Strange behavior with global __device__ variable

I’ve got a weird behavior in my CUDA kernels:

My first kernel sets a global device variable like this:

[codebox]device uint* g_GlobalVar;

global void MyKernel(uint* p_Ptr)

{

uint tIndex = __mul24(blockIdx.x, blockDim.x) + threadIdx.x;

if(threadIdx.x == 0)

{

  // init some __shared__ vars ...

  g_GlobalVar = p_Ptr;

}

__syncthreads();

// do more work

}

global void MyKernel2()

{

...

uint val = g_GlobalVar[index];

...

}

[/codebox]

This works fine with emulation and running on the device.
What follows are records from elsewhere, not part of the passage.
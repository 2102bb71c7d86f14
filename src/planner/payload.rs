use crate::calc::{compute_changed_months, monthly_list, MonthEntry, PercentageMap};
use crate::data::{CreateAllocationRequest, MonthlyAllocation, UpdateAllocationRequest};
use crate::planner::form::{AllocationPlan, PlanMode};

/// The percentage part of a submit payload.
#[derive(Clone, Debug, PartialEq, Eq)]
pub enum AllocationPayload {
    Uniform(u8),
    Monthly(Vec<MonthlyAllocation>),
}

impl AllocationPayload {
    pub fn split(self) -> (Option<u8>, Option<Vec<MonthlyAllocation>>) {
        match self {
            AllocationPayload::Uniform(pct) => (Some(pct), None),
            AllocationPayload::Monthly(months) => (None, Some(months)),
        }
    }
}

/// Flattens a validated plan. Per-month plans send every month when creating
/// (`original` is None) and only the changed months when updating.
///
/// A uniform update over locked months cannot be a single value, since that
/// would overwrite them; it goes out as the diff of the open months instead.
pub fn flatten_for_submit(
    plan: &AllocationPlan,
    months: &[MonthEntry],
    original: Option<&PercentageMap>,
) -> Option<AllocationPayload> {
    match plan.mode {
        PlanMode::Uniform => {
            let pct = plan.uniform_value?;
            match original {
                Some(original) if months.iter().any(MonthEntry::locked) => {
                    let spread: PercentageMap = months.iter().map(|m| (m.key, Some(pct))).collect();
                    Some(AllocationPayload::Monthly(compute_changed_months(
                        &spread, original, months,
                    )))
                }
                _ => Some(AllocationPayload::Uniform(pct)),
            }
        }
        PlanMode::PerMonth => Some(AllocationPayload::Monthly(match original {
            None => monthly_list(&plan.monthly, months),
            Some(original) => compute_changed_months(&plan.monthly, original, months),
        })),
    }
}

/// What the form wants sent to the backend.
#[derive(Clone, Debug, PartialEq, Eq)]
pub enum Submission {
    Create(CreateAllocationRequest),
    Update {
        id: u64,
        request: UpdateAllocationRequest,
    },
    /// Nothing changed since editing started; no call is made.
    NoOp,
}
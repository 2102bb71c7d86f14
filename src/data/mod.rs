pub mod allocation;
pub mod allocation_data;
pub mod app_settings;
pub mod directory;
pub mod persistence;

pub use allocation::{
    Allocation, AllocationType, CreateAllocationRequest, MonthlyAllocation,
    UpdateAllocationRequest,
};
pub use allocation_data::AllocationData;
pub use app_settings::AppSettings;
pub use directory::{DirectoryData, Employee, Manager, Project, Searchable};
pub use persistence::Persistable;
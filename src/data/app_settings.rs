use crate::data::allocation::AllocationType;
use crate::data::persistence::Persistable;
use anyhow::Result;
use serde::{Deserialize, Serialize};
use std::path::Path;
use std::time::Duration;

#[derive(Serialize, Deserialize, Debug, Clone, PartialEq, Eq)]
#[serde(default)]
pub struct AppSettings {
    /// Quiet period before a search box issues its lookup.
    pub search_debounce_ms: u64,
    /// Rows per page for list commands and search results.
    pub page_size: usize,
    pub default_allocation_type: AllocationType,
}

impl Default for AppSettings {
    fn default() -> Self {
        AppSettings {
            search_debounce_ms: 300,
            page_size: 10,
            default_allocation_type: AllocationType::Project,
        }
    }
}

/// Reads the `settings` key from config.yaml. Unknown keys are ignored so the
/// file can grow other sections.
#[derive(Serialize, Deserialize, Default, Debug)]
struct SettingsWrapper {
    #[serde(default)]
    settings: AppSettings,
}

impl Persistable for SettingsWrapper {
    fn filename() -> &'static str {
        "config.yaml"
    }
    fn is_json() -> bool {
        false
    }
}

impl AppSettings {
    pub fn load() -> Result<Self> {
        Ok(SettingsWrapper::load()?.settings)
    }

    pub fn load_from(dir: &Path) -> Result<Self> {
        Ok(SettingsWrapper::load_from(dir)?.settings)
    }

    pub fn save_to(&self, dir: &Path) -> Result<()> {
        let wrapper = SettingsWrapper {
            settings: self.clone(),
        };
        wrapper.save_to(dir)
    }

    pub fn search_debounce(&self) -> Duration {
        Duration::from_millis(self.search_debounce_ms)
    }

    /// Page size with a floor of one row.
    pub fn page_size(&self) -> usize {
        self.page_size.max(1)
    }
}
However if I set g_GlobalVar like this:

[codebox]

if(tIndex == 0)

g_GlobalVar = p_Ptr;

[/codebox]

the 2nd Kernel execution fails (unknown error) when I run it on the device. I tried placing the if() version at various places (inside the if(threadIdx.x == 0) as well as before and after the __syncthread) - but the result is always the same. Also when I remove the line using g_GlobalVar in MyKernel2 it executes without any error. It guess I have a sync problem somewhere - any ideas cause I’m absolutely clueless?? :(

Could be related to a compiler bug.

See

http://forums.nvidia.com/index.php?showtop…t=0#entry556544
http://forums.nvidia.com/index.php?showtopic=98640

N.

Thanks for information Nico!